Image: For a bass that cost north of $1000 when they were available at retail should have a bit more “wow factor” to it in my mind. That said, it’s a solidly built and well set up instrument. The shape and overall look are a bit more acceptable than the guitar version so that’s a plus. Like many Variax guitar owners, people have ripped the guts out and put them in other body shapes. On the bass front, you have to check out the Variax transplant that this guy did – simply amazing!
Investment: As I said, mine was a swap so no real investment but I do think this is an instrument well worth hunting down on the second hand market (they are no longer available new having been discontinued back in 2008). What would I pay? Maybe $600? Maybe more given that I do find it incredibly versatile in the home studio.
Intrinsic Qualities: The Line 6 Variax 700 bass features 24 models. As I said with the guitar version, you have to think of it as a bass with a bunch of different sounds, rather than one which models 24 different guitars. Once you get that in mind you stop being critical of that fact that the some models don’t sound exactly like the original instrument – you just accept that it’s a different sound. Some of the models are pretty damn good (according to those reviews I’ve read from people who own the original models they are based on). I particularly like the Kay upright model, the Rickenbackers (where I have owned a 401 in the past) and the Musicmans. Not so great are the bass synths or the Tacoma acoustic. All the standard Fender sounds are pretty good too.

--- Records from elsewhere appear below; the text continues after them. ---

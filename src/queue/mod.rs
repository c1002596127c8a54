//! Queue client abstraction layer.
//!
//! This module provides a transport-agnostic interface for the three queue
//! operations the consumer runtime needs: receiving a batch, deleting a
//! batch, and resetting the visibility timeout of a single message. The
//! production implementation targets the Amazon SQS wire protocol (or a
//! compatible emulator such as LocalStack); tests supply scripted fakes.

use async_trait::async_trait;
use serde::Serialize;
use thiserror::Error;

pub mod sqs;

pub use sqs::SqsQueueClient;

/// Maximum visibility timeout accepted by SQS (12 hours).
pub const MAX_VISIBILITY_TIMEOUT_SECS: i64 = 43_200;

/// Maximum number of entries in a single `DeleteMessageBatch` call.
pub const DELETE_BATCH_MAX_ENTRIES: usize = 10;

/// Errors that can occur during queue client operations.
#[derive(Debug, Error, Serialize, Clone)]
pub enum QueueClientError {
    #[error("receive error: {0}")]
    ReceiveError(String),
    #[error("delete error: {0}")]
    DeleteError(String),
    #[error("change visibility error: {0}")]
    ChangeVisibilityError(String),
    #[error("configuration error: {0}")]
    ConfigError(String),
}

/// A message received from the queue.
///
/// The runtime treats the body as opaque: it is handed to the handler
/// unparsed. `receive_count` carries the queue's `ApproximateReceiveCount`
/// attribute when the queue supplied it.
#[derive(Debug, Clone, PartialEq, Eq)]
pub struct QueueMessage {
    /// Queue-assigned message identifier.
    pub message_id: String,
    /// Opaque token required to delete or re-visibility the message.
    /// Invalidated once the visibility timeout lapses or the message is
    /// deleted.
    pub receipt_handle: String,
    /// Message payload, unparsed.
    pub body: String,
    /// How many times the queue has delivered this message so far.
    pub receive_count: Option<u32>,
}

/// Transport-agnostic queue operations used by the consumer runtime.
///
/// Implementations must tolerate partial failure on `delete_batch`:
/// individual entry failures are logged, not propagated, because the
/// affected messages simply redeliver (at-least-once semantics).
#[async_trait]
pub trait QueueClient: Send + Sync {
    /// Receives up to `max` messages, long-polling for up to
    /// `wait_seconds`. Received messages stay hidden from other consumers
    /// for `visibility_seconds`.
    ///
    /// Returns an empty vector when no messages arrive within the window;
    /// fails only on transport error.
    async fn receive(
        &self,
        max: i32,
        wait_seconds: i32,
        visibility_seconds: i32,
    ) -> Result<Vec<QueueMessage>, QueueClientError>;

    /// Deletes the given messages from the queue, best effort.
    ///
    /// Implementations split the batch to respect the protocol's 10-entry
    /// ceiling. Per-entry failures are logged and swallowed; only a
    /// whole-call transport failure is returned.
    async fn delete_batch(&self, messages: &[QueueMessage]) -> Result<(), QueueClientError>;

    /// Resets the visibility timeout of a single message.
    ///
    /// `visibility_seconds` is clamped to `[0, 43200]` before it reaches
    /// the wire.
    async fn change_visibility(
        &self,
        message: &QueueMessage,
        visibility_seconds: i64,
    ) -> Result<(), QueueClientError>;
}
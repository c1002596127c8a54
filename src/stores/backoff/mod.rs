//! Backoff Store Module
//!
//! Remembers "this message id is cooling down until time T" so the
//! consumer can defer redeliveries of a failing message. Entries are
//! created on first failure (retry count 1), updated on each subsequent
//! failure, and removed on success. The cool-down is computed from a
//! fixed or exponential strategy with a configurable base delay; there is
//! no jitter, so the arithmetic is deterministic given its inputs.
//!
//! ## Implementations
//!
//! - [`InMemoryBackoffStore`]: process-local map
//! - [`RedisBackoffStore`]: Redis hashes, shared across consumer replicas

pub mod backoff_in_memory;
pub mod backoff_redis;

pub use backoff_in_memory::InMemoryBackoffStore;
pub use backoff_redis::RedisBackoffStore;

use async_trait::async_trait;
use redis::aio::ConnectionManager;
use serde::{Deserialize, Serialize};
use std::fmt;
use std::sync::Arc;

#[cfg(test)]
use mockall::automock;

use super::StoreError;

/// Default key prefix for the Redis-backed store.
pub const DEFAULT_BACKOFF_PREFIX: &str = "backoff:";

/// Exponent clamp for the exponential strategy. Keeps the delay
/// arithmetic inside u64 for any sane base delay; monotonicity is
/// unaffected because the failure instant always advances.
const MAX_BACKOFF_EXPONENT: u32 = 32;

/// Unit of the configured base delay.
#[derive(Debug, Clone, Copy, PartialEq, Eq, Serialize, Deserialize)]
pub enum DelayUnit {
    Ms,
    Sec,
    Min,
    Hour,
}

impl DelayUnit {
    pub fn as_str(&self) -> &'static str {
        match self {
            Self::Ms => "ms",
            Self::Sec => "sec",
            Self::Min => "min",
            Self::Hour => "hour",
        }
    }

    pub fn parse(value: &str) -> Option<Self> {
        match value {
            "ms" => Some(Self::Ms),
            "sec" => Some(Self::Sec),
            "min" => Some(Self::Min),
            "hour" => Some(Self::Hour),
            _ => None,
        }
    }

    /// Converts a base delay in this unit to milliseconds.
    pub fn to_millis(&self, base_delay: u64) -> u64 {
        let factor = match self {
            Self::Ms => 1,
            Self::Sec => 1_000,
            Self::Min => 60_000,
            Self::Hour => 3_600_000,
        };
        base_delay.saturating_mul(factor)
    }
}

impl fmt::Display for DelayUnit {
    fn fmt(&self, f: &mut fmt::Formatter<'_>) -> fmt::Result {
        f.write_str(self.as_str())
    }
}

/// Retry pacing strategy.
#[derive(Debug, Clone, Copy, PartialEq, Eq, Serialize, Deserialize)]
pub enum RetryStrategy {
    Exponential,
    Fixed,
}

impl RetryStrategy {
    pub fn as_str(&self) -> &'static str {
        match self {
            Self::Exponential => "exponential",
            Self::Fixed => "fixed",
        }
    }

    pub fn parse(value: &str) -> Option<Self> {
        match value {
            "exponential" => Some(Self::Exponential),
            "fixed" => Some(Self::Fixed),
            _ => None,
        }
    }
}

impl fmt::Display for RetryStrategy {
    fn fmt(&self, f: &mut fmt::Formatter<'_>) -> fmt::Result {
        f.write_str(self.as_str())
    }
}

/// One id's recorded failure state.
#[derive(Debug, Clone, PartialEq, Eq)]
pub struct BackoffEntry {
    /// Strictly positive for entries that exist; the first recorded
    /// failure yields 1.
    pub retry_count: u32,
    /// Instant of the most recent failure, ms since epoch.
    pub last_failure_ms: i64,
    /// Base delay in `base_delay_unit` units, as configured by the caller.
    pub base_delay: u64,
    pub base_delay_unit: DelayUnit,
    pub strategy: RetryStrategy,
}

impl BackoffEntry {
    /// The instant before which `can_process` answers false.
    ///
    /// - fixed:       `last_failure + base_delay`
    /// - exponential: `last_failure + base_delay * 2^(retry_count - 1)`,
    ///   so the first backoff equals the base delay.
    pub fn next_retry_ms(&self) -> i64 {
        let base_ms = self.base_delay_unit.to_millis(self.base_delay);
        let delay_ms = compute_delay_ms(base_ms, self.retry_count, self.strategy);
        self.last_failure_ms.saturating_add(delay_ms as i64)
    }
}

/// Delay in milliseconds for the given retry count and strategy.
pub(crate) fn compute_delay_ms(base_ms: u64, retry_count: u32, strategy: RetryStrategy) -> u64 {
    match strategy {
        RetryStrategy::Fixed => base_ms,
        RetryStrategy::Exponential => {
            let exponent = retry_count.saturating_sub(1).min(MAX_BACKOFF_EXPONENT);
            base_ms.saturating_mul(2_u64.saturating_pow(exponent))
        }
    }
}

#[async_trait]
#[cfg_attr(test, automock)]
pub trait BackoffStore: Send + Sync {
    /// Returns true iff no entry exists for `id`, or its cool-down has
    /// lapsed (`now >= next_retry`).
    async fn can_process(&self, id: &str) -> Result<bool, StoreError>;

    /// Records a failure for `id`: creates the entry with retry count 1
    /// if absent, otherwise increments it, and stamps the failure instant.
    /// Returns the computed next-retry instant in ms since epoch.
    async fn record_failure(
        &self,
        id: &str,
        base_delay: u64,
        base_delay_unit: DelayUnit,
        strategy: RetryStrategy,
    ) -> Result<i64, StoreError>;

    /// Returns the recorded retry count for `id`; 0 if no entry exists.
    async fn get_retry_count(&self, id: &str) -> Result<u32, StoreError>;

    /// Removes the entry for `id`; called on success. No-op if absent.
    async fn clear(&self, id: &str) -> Result<(), StoreError>;
}

/// Enum wrapper for the backoff store implementations.
#[derive(Debug, Clone)]
pub enum BackoffStorage {
    InMemory(InMemoryBackoffStore),
    Redis(RedisBackoffStore),
}

impl BackoffStorage {
    pub fn new_in_memory() -> Self {
        Self::InMemory(InMemoryBackoffStore::new())
    }

    /// Redis-backed store under the default `backoff:` prefix.
    pub fn new_redis(connection_manager: Arc<ConnectionManager>) -> Result<Self, StoreError> {
        Self::new_redis_with_prefix(connection_manager, DEFAULT_BACKOFF_PREFIX)
    }

    pub fn new_redis_with_prefix(
        connection_manager: Arc<ConnectionManager>,
        key_prefix: impl Into<String>,
    ) -> Result<Self, StoreError> {
        Ok(Self::Redis(RedisBackoffStore::new(
            connection_manager,
            key_prefix.into(),
        )?))
    }
}

#[async_trait]
impl BackoffStore for BackoffStorage {
    async fn can_process(&self, id: &str) -> Result<bool, StoreError> {
        match self {
            BackoffStorage::InMemory(store) => store.can_process(id).await,
            BackoffStorage::Redis(store) => store.can_process(id).await,
        }
    }

    async fn record_failure(
        &self,
        id: &str,
        base_delay: u64,
        base_delay_unit: DelayUnit,
        strategy: RetryStrategy,
    ) -> Result<i64, StoreError> {
        match self {
            BackoffStorage::InMemory(store) => {
                store
                    .record_failure(id, base_delay, base_delay_unit, strategy)
                    .await
            }
            BackoffStorage::Redis(store) => {
                store
                    .record_failure(id, base_delay, base_delay_unit, strategy)
                    .await
            }
        }
    }

    async fn get_retry_count(&self, id: &str) -> Result<u32, StoreError> {
        match self {
            BackoffStorage::InMemory(store) => store.get_retry_count(id).await,
            BackoffStorage::Redis(store) => store.get_retry_count(id).await,
        }
    }

    async fn clear(&self, id: &str) -> Result<(), StoreError> {
        match self {
            BackoffStorage::InMemory(store) => store.clear(id).await,
            BackoffStorage::Redis(store) => store.clear(id).await,
        }
    }
}
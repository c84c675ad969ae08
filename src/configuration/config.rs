//! Configuration types for loading particle-field scenarios from YAML.
//!
//! This module defines a thin, `serde`-deserializable representation of a
//! scenario. A scenario consists of:
//!
//! - [`EngineConfig`]     – scheme, formulation, kernel and collaborator options
//! - [`ParametersConfig`] – time step, step count and freestream
//! - [`ParticleConfig`]   – initial state for each particle
//! - [`RingConfig`]       – optional generator for a thin vortex ring
//! - [`ScenarioConfig`]   – top-level wrapper used to load a scenario from YAML
//!
//! # YAML format
//! ```yaml
//! engine:
//!   integrator: "rk3"             # or "euler"
//!   formulation: "reformulated"   # or "classic"
//!   f: 0.0
//!   g: 0.2
//!   transposed: true
//!   kernel: "winckelmans"         # "singular", "gaussian" or "winckelmans"
//!   relaxation: "corrected"       # "none", "pedrizzetti" or "corrected"
//!   relaxation_factor: 0.3
//!   nsteps_relax: 1
//!   sfs_coefficient: 0.1          # omit for no SFS model
//!   sfs_clipping: true
//!   viscosity: 1.0e-3             # omit for inviscid
//!
//! parameters:
//!   dt: 0.01
//!   nsteps: 100
//!   uinf: [ 0.0, 0.0, 0.0 ]
//!
//! particles:
//!   - x: [ 0.0, 0.0, 0.0 ]
//!     gamma: [ 0.0, 0.0, 1.0 ]
//!     sigma: 0.1
//!
//! ring:
//!   radius: 1.0
//!   circulation: 1.0
//!   n: 64
//!   sigma: 0.1
//!   center: [ 0.0, 0.0, 0.0 ]
//! ```

use serde::Deserialize;
use thiserror::Error;

/// Which time-stepping scheme the engine uses
#[derive(Deserialize, Debug, Clone, Copy, PartialEq, Eq)]
pub enum IntegratorConfig {
    #[serde(rename = "euler")] // First-order explicit Euler, one evaluation per step
    Euler,

    #[serde(rename = "rk3")] // Third-order low-storage Runge-Kutta, three evaluations per step
    Rk3,
}

#[derive(Deserialize, Debug, Clone, Copy, PartialEq, Eq)]
pub enum FormulationConfig {
    #[serde(rename = "classic")]
    Classic,

    #[serde(rename = "reformulated")] // also evolves the core size, see `f` and `g`
    Reformulated,
}

#[derive(Deserialize, Debug, Clone, Copy, PartialEq, Eq)]
pub enum KernelConfig {
    #[serde(rename = "singular")]
    Singular,
    #[serde(rename = "gaussian")]
    Gaussian,
    #[serde(rename = "winckelmans")]
    Winckelmans,
}

#[derive(Deserialize, Debug, Clone, Copy, PartialEq, Eq)]
pub enum RelaxationConfig {
    #[serde(rename = "none")]
    None,
    #[serde(rename = "pedrizzetti")]
    Pedrizzetti,
    #[serde(rename = "corrected")] // Pedrizzetti, rescaled to keep |Γ|
    Corrected,
}

/// Engine-level configuration
#[derive(Deserialize, Debug, Clone)]
pub struct EngineConfig {
    pub integrator: IntegratorConfig, // time-stepping scheme
    pub formulation: FormulationConfig, // classic or reformulated VPM
    pub f: Option<f64>, // reformulated parameter f, default 0
    pub g: Option<f64>, // reformulated parameter g, default 1/5
    pub transposed: Option<bool>, // stretching contraction, default true
    pub kernel: Option<KernelConfig>, // default winckelmans
    pub relaxation: Option<RelaxationConfig>, // default none
    pub relaxation_factor: Option<f64>, // in [0, 1], default 0.3
    pub nsteps_relax: Option<usize>, // relax every n steps, default 1
    pub sfs_coefficient: Option<f64>, // constant SFS coefficient, none -> no SFS model
    pub sfs_clipping: Option<bool>, // clip backscatter, default true
    pub viscosity: Option<f64>, // kinematic viscosity for core spreading, none/0 -> inviscid
}

/// Global numerical parameters for a scenario
#[derive(Deserialize, Debug, Clone)]
pub struct ParametersConfig {
    pub dt: f64, // time step size
    pub nsteps: usize, // number of steps to run
    pub uinf: Option<[f64; 3]>, // uniform freestream, default zero
}

/// Initial state of a single particle
#[derive(Deserialize, Debug, Clone)]
pub struct ParticleConfig {
    pub x: [f64; 3], // position
    pub gamma: [f64; 3], // vectorial circulation
    pub sigma: f64, // core size
}

/// Thin vortex ring in the x-y plane, discretized into `n` particles
#[derive(Deserialize, Debug, Clone)]
pub struct RingConfig {
    pub radius: f64,
    pub circulation: f64,
    pub n: usize,
    pub sigma: f64,
    pub center: Option<[f64; 3]>,
}

/// Top-level scenario configuration loaded from YAML
#[derive(Deserialize, Debug, Clone)]
pub struct ScenarioConfig {
    pub engine: EngineConfig,
    pub parameters: ParametersConfig,
    #[serde(default)]
    pub particles: Vec<ParticleConfig>,
    pub ring: Option<RingConfig>,
}

/// Invalid values in a scenario
#[derive(Error, Debug, PartialEq)]
pub enum ConfigError {
    #[error("time step must be positive, got {0}")]
    NonPositiveStep(f64),

    #[error("core size of particle {index} must be positive, got {sigma}")]
    NonPositiveSigma { index: usize, sigma: f64 },

    #[error("scenario defines no particles")]
    NoParticles,

    #[error("ring needs at least one particle and a positive radius")]
    InvalidRing,

    #[error("parameters f and g only apply to the reformulated formulation")]
    UnexpectedReformulatedParameters,

    #[error("nsteps_relax must be at least 1")]
    ZeroRelaxInterval,

    #[error("relaxation factor must lie in [0, 1], got {0}")]
    InvalidRelaxationFactor(f64),
}
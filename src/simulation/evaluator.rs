//! Velocity and velocity-gradient evaluation
//!
//! Defines the evaluator contract used by the steppers and a direct
//! O(N²) regularized Biot-Savart evaluator

use std::f64::consts::PI;

use rayon::prelude::*;

use super::error::BoxError;
use super::integrator::stretching;
use super::kernel::RegularizationKernel;
use super::states::{NMat3, NVec3, Particle, ParticleField};

/// Flags passed to an evaluator for one call
#[derive(Debug, Clone, Copy, PartialEq, Eq)]
pub struct EvaluatorConfig {
    pub reset_accumulators: bool, // zero U and J before accumulating
    pub recompute_sfs_inputs: bool, // zero the SFS vectors before accumulating
    pub sfs_hooks_enabled: bool, // accumulate the SFS vectors
}

impl EvaluatorConfig {
    /// Euler steps only feed the SFS accumulators when the model is active
    pub fn euler(sfs_enabled: bool) -> Self {
        Self {
            reset_accumulators: true,
            recompute_sfs_inputs: sfs_enabled,
            sfs_hooks_enabled: sfs_enabled,
        }
    }

    pub const RK3_STAGE: Self = Self {
        reset_accumulators: true,
        recompute_sfs_inputs: true,
        sfs_hooks_enabled: true,
    };

    /// Extra evaluation feeding the end-of-step relaxation
    pub const RELAXATION: Self = Self {
        reset_accumulators: true,
        recompute_sfs_inputs: false,
        sfs_hooks_enabled: false,
    };
}

/// Computes induced velocity `u` and Jacobian `j` (and, when asked, the SFS
/// vectors) for every particle in the field.
///
/// This is a field-wide barrier: no particle is advanced until the call returns
pub trait VelocityJacobianEvaluator: Send + Sync {
    fn evaluate(&self, field: &mut ParticleField, config: EvaluatorConfig) -> Result<(), BoxError>;
}

/// Direct summation over all particle pairs, smoothed by the field's kernel
#[derive(Debug, Clone, Copy, Default)]
pub struct DirectEvaluator;

impl VelocityJacobianEvaluator for DirectEvaluator {
    fn evaluate(&self, field: &mut ParticleField, config: EvaluatorConfig) -> Result<(), BoxError> {
        if config.reset_accumulators {
            field.reset_kinematics();
        }
        if config.recompute_sfs_inputs {
            field.reset_sfs();
        }

        let n = field.len();
        if n == 0 { // no particles, return
            return Ok(());
        }

        // Targets are independent, sources are read-only during the sum
        let kernel = field.kernel.as_ref();
        let particles = &field.particles;
        let induced: Vec<(NVec3, NMat3)> = (0..n)
            .into_par_iter()
            .map(|i| induced_on(i, particles, kernel))
            .collect();

        for (p, (u, j)) in field.particles.iter_mut().zip(induced) {
            p.u += u;
            p.j += j;
        }

        // SFS needs every Jacobian, so it runs after the first pass completes
        if config.sfs_hooks_enabled {
            let transposed = field.transposed;
            let kernel = field.kernel.as_ref();
            let particles = &field.particles;
            let residuals: Vec<NVec3> = (0..n)
                .into_par_iter()
                .map(|i| stretching_residual(i, particles, kernel, transposed))
                .collect();

            for (p, e) in field.particles.iter_mut().zip(residuals) {
                p.sfs += e;
            }
        }

        Ok(())
    }
}

/// Velocity and Jacobian induced on particle `i` by every other particle
fn induced_on(
    i: usize,
    particles: &[Particle],
    kernel: &dyn RegularizationKernel,
) -> (NVec3, NMat3) {
    let xi = particles[i].x;
    let mut u = NVec3::zeros();
    let mut jac = NMat3::zeros();

    for (k, pk) in particles.iter().enumerate() {
        if k == i { // don't self-interact
            continue;
        }

        // dx points from the source to the target
        let dx = xi - pk.x;
        let r2 = dx.dot(&dx);
        if r2 == 0.0 {
            continue;
        }
        let r = r2.sqrt();
        let inv_r3 = 1.0 / (r2 * r);

        let (g, dgdr) = kernel.g_dgdr(r / pk.sigma);

        // Singular Biot-Savart contribution: K = -dx x Γ / (4π r³)
        let k_vec = -dx.cross(&pk.gamma) * (inv_r3 / (4.0 * PI));

        u += g * k_vec;

        // du_a/dx_b = (g'/(σ r) - 3 g / r²) K_a dx_b - g/(4π r³) ε_abl Γ_l
        let radial = dgdr / (pk.sigma * r) - 3.0 * g / r2;
        jac += radial * k_vec * dx.transpose();
        jac += (g * inv_r3 / (4.0 * PI)) * pk.gamma.cross_matrix();
    }

    (u, jac)
}

/// Kernel-weighted difference between the stretching of particle `i` and
/// its neighbours, accumulated as the SFS vector
fn stretching_residual(
    i: usize,
    particles: &[Particle],
    kernel: &dyn RegularizationKernel,
    transposed: bool,
) -> NVec3 {
    let pi = &particles[i];
    let si = stretching(&pi.j, &pi.gamma, transposed);
    let mut e = NVec3::zeros();

    for (k, pk) in particles.iter().enumerate() {
        if k == i {
            continue;
        }
        let r = (pi.x - pk.x).norm();
        let sigma3 = pk.sigma * pk.sigma * pk.sigma;
        let zeta_sgm = kernel.zeta(r / pk.sigma) / sigma3;
        let sk = stretching(&pk.j, &pk.gamma, transposed);
        e += zeta_sgm * (si - sk);
    }

    e
}
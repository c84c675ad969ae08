pub mod states;
pub mod params;
pub mod engine;
pub mod error;
pub mod kernel;
pub mod freestream;
pub mod evaluator;
pub mod sfs;
pub mod viscous;
pub mod relaxation;
pub mod integrator;
pub mod scenario;
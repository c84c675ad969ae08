//! Relaxation: realign each particle's circulation with the local vorticity
//!
//! Keeps the particle field close to divergence free. The vorticity is read
//! from the particle's Jacobian, so callers evaluate before relaxing.

use super::error::BoxError;
use super::states::Particle;

pub trait Relaxation: Send + Sync {
    fn relax(&self, p: &mut Particle) -> Result<(), BoxError>;
}

/// Pedrizzetti relaxation: Γ ← (1 - r) Γ + r |Γ| ω̂
#[derive(Debug, Clone, Copy)]
pub struct Pedrizzetti {
    pub factor: f64, // relaxation factor r in [0, 1]
}

impl Relaxation for Pedrizzetti {
    fn relax(&self, p: &mut Particle) -> Result<(), BoxError> {
        let omega = p.vorticity();
        let nrm_omega = omega.norm();
        if nrm_omega == 0.0 { // no direction to align with
            return Ok(());
        }
        let nrm_gamma = p.gamma.norm();
        p.gamma = (1.0 - self.factor) * p.gamma + self.factor * nrm_gamma * omega / nrm_omega;
        Ok(())
    }
}

/// Pedrizzetti relaxation rescaled so |Γ| is preserved
#[derive(Debug, Clone, Copy)]
pub struct CorrectedPedrizzetti {
    pub factor: f64,
}

impl Relaxation for CorrectedPedrizzetti {
    fn relax(&self, p: &mut Particle) -> Result<(), BoxError> {
        let omega = p.vorticity();
        let nrm_omega = omega.norm();
        let nrm_gamma = p.gamma.norm();
        if nrm_omega == 0.0 || nrm_gamma == 0.0 {
            return Ok(());
        }

        let r = self.factor;
        let gamma_hat = p.gamma / nrm_gamma;
        let omega_hat = omega / nrm_omega;

        // |(1 - r) Γ̂ + r ω̂|²
        let b2 = 1.0 - 2.0 * (1.0 - r) * r * (1.0 - gamma_hat.dot(&omega_hat));
        p.gamma = nrm_gamma * ((1.0 - r) * gamma_hat + r * omega_hat) / b2.sqrt();
        Ok(())
    }
}
pub mod simulation;
pub mod configuration;
pub mod benchmark;

pub use simulation::states::{Particle, ParticleField, Formulation, FormulationKind, NVec3, NMat3};
pub use simulation::error::{StepError, BoxError};
pub use simulation::evaluator::{VelocityJacobianEvaluator, EvaluatorConfig, DirectEvaluator};
pub use simulation::integrator::{
    stretching, z_factor, Scheme, StageCoefficients, TimeIntegrator, RK3_STAGES,
};
pub use simulation::kernel::{Kernel, RegularizationKernel};
pub use simulation::freestream::{Freestream, Uniform, TimeVarying};
pub use simulation::sfs::{SubfilterScaleModel, NoSfs, ConstantSfs};
pub use simulation::viscous::{ViscousDiffusion, Inviscid, CoreSpreading};
pub use simulation::relaxation::{Relaxation, Pedrizzetti, CorrectedPedrizzetti};
pub use simulation::scenario::Scenario;

pub use configuration::config::{
    ConfigError, EngineConfig, IntegratorConfig, ParametersConfig, ParticleConfig, RingConfig,
    ScenarioConfig,
};

pub use benchmark::benchmark::bench_steppers;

Intangibles: The upright sound is the reason I often reach for it, but I always end up trying out a few others when it’s set up. As with the guitar version getting hold of the Variax power supply is pretty important as I runs through batteries pretty quick.
I do like the bass version more than the guitar because it doesn’t sound quite as processed. It’s also the only bass I have strung with roundwound strings as I’ve got flats on everything else so whenever I want a brighter sound it’s the perfect tool.
If not this then: There’s no real alternative for this so it’s a pretty easy decision – unless you are set in a certain set of sounds that you could get from a couple of original models. The only thing better would be the whole transplant thing and making it more customised in look and feel, but the electronics are fine as is.
The new format for doing a brief reviews of the various bits of great that I use is called the “I” Test: 7 categories that are a bit different from the standard review that reads like it’s lifted from a guitar magazine. My “I Test” takes into account not just the performance characteristics (as normal reviews do) but also addresses the real reason we buy stuff: the 7 “I”s – what’s the Item, Inspiration (why did I get it), Image (what’s it look like), Investment (bargain or just lust), Intrinsic qualities (what does it do), Intangibles (sometimes the reason you got it doesn’t fall into any other category!), and If not this then… (did I look at alternatives).